Clinical manifestation
1. Most patients are more common in women who are onset from 5 to 10 years old. The onset and progress are slower. Patients with early onset of the disease often have facial or upper extremity adipose tissue disappearing, and then expand downward, involving the buttocks and thighs, showing general symmetry. distributed. The course of the disease lasts for 2 to 6 years and can be stopped by the patient. The facial expression of the patient's cheeks and ankles is loose and loses normal elasticity. The fat around the cheeks and eyelids disappears, so that the patient presents a special face. The patient's buttocks and hips may have obvious subcutaneous. Tissue hyperplasia, hypertrophy, but the hands and feet are often unaffected.

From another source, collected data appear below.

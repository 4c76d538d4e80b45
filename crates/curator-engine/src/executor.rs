//! Action executor — drain the task queue and perform side effects.
//!
//! [`ActionExecutor::run_all`] processes tasks strictly in insertion order,
//! one at a time, and removes each task only after its handler completes —
//! success or terminal failure. A crash mid-drain leaves the unfinished
//! tail durably queued for the next run. Failures are logged and the task
//! is removed anyway: a deliberate at-most-once policy, so a poison task
//! can never block the queue forever.

use std::sync::Arc;

use async_trait::async_trait;
use tracing::{debug, info, warn};

use curator_client::{RemoteApi, wire};
use curator_store::{Record, RecordStore, StateStore};

use crate::bus::{ChangeEvent, ChangeNotifier};
use crate::error::EngineResult;
use crate::queue::{Task, TaskQueue};
use crate::workflow::{ActionKind, Workflow, WORKFLOWS_STATE_KEY};

/// Collaborator that receives media download hand-offs.
///
/// The engine resolves the best variant URL; fetching and writing the file
/// belongs to the host environment.
#[async_trait]
pub trait MediaSink: Send + Sync {
    async fn download(&self, url: &str, file_name: &str) -> Result<(), String>;
}

/// Drains the task queue and executes each task's side effect.
pub struct ActionExecutor {
    owner_id: String,
    queue: TaskQueue,
    records: RecordStore,
    state: StateStore,
    api: Arc<dyn RemoteApi>,
    sink: Arc<dyn MediaSink>,
    notifier: ChangeNotifier,
}

impl ActionExecutor {
    pub fn new(
        owner_id: impl Into<String>,
        queue: TaskQueue,
        records: RecordStore,
        state: StateStore,
        api: Arc<dyn RemoteApi>,
        sink: Arc<dyn MediaSink>,
        notifier: ChangeNotifier,
    ) -> Self {
        Self {
            owner_id: owner_id.into(),
            queue,
            records,
            state,
            api,
            sink,
            notifier,
        }
    }

    /// Drain the queue once, oldest task first.
    ///
    /// Each task's own completion gates the next; there is no per-task
    /// timeout, so a hung remote call blocks only that drain, never the
    /// rest of the system.
    pub async fn run_all(&self) -> EngineResult<()> {
        let tasks = self.queue.list().await?;
        if tasks.is_empty() {
            return Ok(());
        }
        info!(pending = tasks.len(), "draining task queue");

        for task in tasks {
            if let Err(err) = self.execute(&task).await {
                // At-most-once: the task is removed below regardless.
                warn!(
                    task_id = %task.id,
                    kind = %task.kind,
                    target_id = %task.target_id,
                    error = %err,
                    "task failed"
                );
            }
            self.queue.remove(&task.id).await?;
            self.notifier.publish(ChangeEvent::TasksChanged);
        }
        Ok(())
    }

    async fn execute(&self, task: &Task) -> EngineResult<()> {
        debug!(task_id = %task.id, kind = %task.kind, target_id = %task.target_id, "executing task");
        match task.kind {
            ActionKind::UnrollThread => self.unroll_thread(task).await,
            ActionKind::DeleteBookmark => self.delete_bookmark(task).await,
            ActionKind::AutoComment => self.auto_comment(task).await,
            ActionKind::DownloadMedia => self.download_media(task).await,
        }
    }

    // ── handlers ─────────────────────────────────────────────────────

    /// Fetch the full conversation for the stored record and merge it in.
    async fn unroll_thread(&self, task: &Task) -> EngineResult<()> {
        let id = Record::composite_id(&self.owner_id, &task.target_id);
        if self.records.find_by_id(&id).await?.is_none() {
            warn!(record_id = %id, "no stored record to unroll");
            return Ok(());
        }

        match self.api.fetch_conversation(&task.target_id).await? {
            Some(thread) => {
                self.records.set_conversations(&id, thread).await?;
                self.notifier.publish(ChangeEvent::RecordUpdated { id });
            }
            None => debug!(target_id = %task.target_id, "remote conversation is empty"),
        }
        Ok(())
    }

    /// Remove the local record and republish the affected counters.
    async fn delete_bookmark(&self, task: &Task) -> EngineResult<()> {
        let id = Record::composite_id(&self.owner_id, &task.target_id);
        let Some(removed) = self.records.delete(&id).await? else {
            debug!(record_id = %id, "record already absent");
            return Ok(());
        };

        let total = self.records.count().await?;
        let folder = match removed.folder {
            Some(folder) => {
                let remaining = self.records.count_by_folder(&folder).await?;
                Some((folder, remaining))
            }
            None => None,
        };
        self.notifier
            .publish(ChangeEvent::CountsChanged { total, folder });
        Ok(())
    }

    /// Post a reply with the workflow-configured text.
    ///
    /// A missing or empty text means the action is misconfigured: skip with
    /// a diagnostic, never retry.
    async fn auto_comment(&self, task: &Task) -> EngineResult<()> {
        let Some(text) = self.comment_text().await? else {
            warn!(target_id = %task.target_id, "auto-comment has no configured text, skipping");
            return Ok(());
        };

        let posted_id = self.api.create_post(&text, &task.target_id).await?;
        debug!(target_id = %task.target_id, posted_id = %posted_id, "auto-comment posted");
        Ok(())
    }

    /// Fetch the item and hand its best media variant to the sink.
    async fn download_media(&self, task: &Task) -> EngineResult<()> {
        let Some(detail) = self
            .api
            .fetch_detail(&self.owner_id, &task.target_id)
            .await?
        else {
            debug!(target_id = %task.target_id, "item no longer exists remotely");
            return Ok(());
        };

        let Some(url) = detail.media.as_ref().and_then(wire::best_media_url) else {
            warn!(target_id = %task.target_id, "no downloadable media on item");
            return Ok(());
        };

        let file_name = format!("{}.mp4", task.target_id);
        self.sink
            .download(&url, &file_name)
            .await
            .map_err(crate::error::EngineError::Collaborator)
    }

    /// The first non-empty auto-comment input among the persisted workflows.
    async fn comment_text(&self) -> EngineResult<Option<String>> {
        let workflows: Vec<Workflow> = self
            .state
            .get_json(WORKFLOWS_STATE_KEY)
            .await?
            .unwrap_or_default();

        Ok(workflows
            .iter()
            .flat_map(|w| &w.then_list)
            .filter(|a| a.kind == ActionKind::AutoComment)
            .find_map(|a| a.inputs.first())
            .filter(|text| !text.is_empty())
            .cloned())
    }
}

// ── tests ────────────────────────────────────────────────────────────
//! Network observer — fire-and-observe capture of the page's API calls.
//!
//! The observer runs in the page context. For every outgoing call it
//! checks the endpoint against a fixed watch-list; watched calls get a
//! correlation token, and once the call completes the captured request and
//! response are classified and published onto the [`EventBus`] as a single
//! [`InterceptedCall`]. The original call is never altered or blocked.
//!
//! Calls do not have to complete in the order they started — correlation
//! is by token, not ordering. Calls that fail or time out are reported via
//! [`NetworkObserver::fail`] and simply dropped.

use std::collections::{HashMap, HashSet};
use std::sync::Mutex;
use std::sync::atomic::{AtomicU64, Ordering};

use tracing::debug;

use crate::bus::EventBus;
use crate::trigger::{
    InterceptedCall, RequestEnvelope, ResponseEnvelope, WATCHED_ENDPOINTS, classify,
};

/// Correlation token for an in-flight watched call.
#[derive(Debug, Clone, Copy, PartialEq, Eq, Hash)]
pub struct CallToken(u64);

struct PendingCall {
    endpoint: String,
    request: RequestEnvelope,
}

/// Watches the page's outgoing calls and emits intercepted-call events.
pub struct NetworkObserver {
    bus: EventBus,
    watched: HashSet<String>,
    pending: Mutex<HashMap<u64, PendingCall>>,
    next_token: AtomicU64,
}

impl NetworkObserver {
    /// Create an observer with the default watch-list.
    pub fn new(bus: EventBus) -> Self {
        Self::with_watchlist(bus, WATCHED_ENDPOINTS.iter().map(|s| s.to_string()))
    }

    /// Create an observer watching a custom endpoint set.
    pub fn with_watchlist(bus: EventBus, endpoints: impl IntoIterator<Item = String>) -> Self {
        Self {
            bus,
            watched: endpoints.into_iter().collect(),
            pending: Mutex::new(HashMap::new()),
            next_token: AtomicU64::new(1),
        }
    }

    /// Register an outgoing call.
    ///
    /// Returns `None` when the endpoint is not watched — the caller lets
    /// the call proceed without further bookkeeping. At most one event is
    /// ever emitted per token returned here.
    pub fn begin(&self, endpoint: &str, request: RequestEnvelope) -> Option<CallToken> {
        if !self.watched.contains(endpoint) {
            return None;
        }

        let token = CallToken(self.next_token.fetch_add(1, Ordering::Relaxed));
        self.lock_pending().insert(
            token.0,
            PendingCall {
                endpoint: endpoint.to_owned(),
                request,
            },
        );
        debug!(endpoint, token = token.0, "watched call started");
        Some(token)
    }

    /// Complete a watched call with its response and publish the event.
    ///
    /// Unknown tokens (already completed or failed) are ignored.
    pub fn complete(&self, token: CallToken, response: ResponseEnvelope) {
        let Some(pending) = self.lock_pending().remove(&token.0) else {
            debug!(token = token.0, "completion for unknown call token");
            return;
        };

        let Some(trigger) = classify(&pending.endpoint, &pending.request.body) else {
            // Watch-list and classifier cover the same endpoints; reaching
            // here means the watch-list was customized beyond the
            // classifier's domain. Drop quietly.
            debug!(endpoint = %pending.endpoint, "watched call did not classify");
            return;
        };

        debug!(endpoint = %pending.endpoint, %trigger, "intercepted call classified");
        self.bus.publish(InterceptedCall {
            trigger,
            request: pending.request,
            response,
        });
    }

    /// Drop a watched call that failed or timed out; no event is emitted.
    pub fn fail(&self, token: CallToken) {
        if self.lock_pending().remove(&token.0).is_some() {
            debug!(token = token.0, "watched call failed, event dropped");
        }
    }

    /// Number of calls currently awaiting completion.
    pub fn pending_count(&self) -> usize {
        self.lock_pending().len()
    }

    /// The pending map only ever sees infallible inserts/removes, so a
    /// poisoned lock still holds usable data — recover it.
    fn lock_pending(&self) -> std::sync::MutexGuard<'_, HashMap<u64, PendingCall>> {
        self.pending.lock().unwrap_or_else(|e| e.into_inner())
    }
}

// ── tests ────────────────────────────────────────────────────────────
//! Coordinator — classify, match, resolve, enqueue.
//!
//! The coordinator subscribes to the [`crate::bus::EventBus`] and handles one
//! intercepted call to completion before taking the next, so enqueue order
//! is deterministic per coordinator instance. Events that match no
//! workflow, or whose target id cannot be resolved, are dropped with a
//! diagnostic — most traffic is expected not to match.

use std::sync::Arc;

use tokio::sync::broadcast::error::RecvError;
use tracing::{debug, warn};

use curator_store::StateStore;

use crate::bus::{ChangeEvent, ChangeNotifier};
use crate::error::EngineResult;
use crate::queue::{Task, TaskQueue};
use crate::trigger::InterceptedCall;
use crate::workflow::{self, Workflow, WORKFLOWS_STATE_KEY};

/// Turns intercepted calls into queued tasks.
pub struct Coordinator {
    queue: TaskQueue,
    state: StateStore,
    notifier: ChangeNotifier,
}

impl Coordinator {
    pub fn new(queue: TaskQueue, state: StateStore, notifier: ChangeNotifier) -> Self {
        Self {
            queue,
            state,
            notifier,
        }
    }

    /// Consume a bus subscription until the bus closes, handling events
    /// sequentially.
    pub async fn run(&self, mut rx: tokio::sync::broadcast::Receiver<Arc<InterceptedCall>>) {
        loop {
            match rx.recv().await {
                Ok(call) => {
                    if let Err(err) = self.handle(&call).await {
                        warn!(error = %err, "failed to handle intercepted call");
                    }
                }
                Err(RecvError::Lagged(missed)) => {
                    warn!(missed, "coordinator lagged behind the event bus");
                }
                Err(RecvError::Closed) => break,
            }
        }
    }

    /// Handle a single intercepted call: look up the first matching
    /// workflow, resolve the target id, enqueue every configured action.
    pub async fn handle(&self, call: &Arc<InterceptedCall>) -> EngineResult<()> {
        let workflows: Vec<Workflow> = self
            .state
            .get_json(WORKFLOWS_STATE_KEY)
            .await?
            .unwrap_or_default();

        let Some(matched) = workflow::first_match(&workflows, call.trigger) else {
            debug!(trigger = %call.trigger, "no workflow matches trigger");
            return Ok(());
        };

        let Some(target_id) = workflow::resolve_target_id(call) else {
            debug!(trigger = %call.trigger, "no usable target id, dropping event");
            return Ok(());
        };

        for action in &matched.then_list {
            self.queue
                .enqueue(Task::new(action.kind, target_id.clone()))
                .await?;
        }
        if !matched.then_list.is_empty() {
            self.notifier.publish(ChangeEvent::TasksChanged);
        }
        Ok(())
    }
}

// ── tests ────────────────────────────────────────────────────────────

2. The patient can be characterized by the disappearance of adipose tissue, special obesity and normal adipose tissue, which are combined with the basic characteristics of cost sickness in different ways. According to different combinations, it can be expressed as follows: 1 upper body normal lower body obesity; 2 upper body weight loss lower body obesity; 3 simple upper body weight loss type; 4 upper body obesity type; 5 lower body weight loss type; 6 body weight loss type; type.
3. Patients can be combined with skin moisture changes, sweating abnormalities, decreased urine glucose tolerance, tachycardia vascular instability, vascular headache, abdominal pain, vomiting skin and nail nutrition disorders, and other autonomic dysfunction, individual cases can be combined with endocrine function Barriers, such as genital dysplasia, thyroid dysfunction, acromegaly and menstrual disorders. Symptoms tend to be stable within 5 to 10 years after onset.
4. The patient's muscles, bone hair, breast and sweat glands are normal, no muscle disorders, most patients' physical strength is not affected, and the physical and mental development during the course of the disease is not affected. Recently reported that Hodgkin's disease and scleroderma can be complicated.
5. Neonatal or infant patients with congenital systemic and multiple organ lesions, in addition to the head, face and neck, trunk and limbs, subcutaneous and visceral peripheral adipose tissue may also be accompanied by hyperlipidemia Hepatosplenomegaly, skin pigmentation and muscle hypertrophy.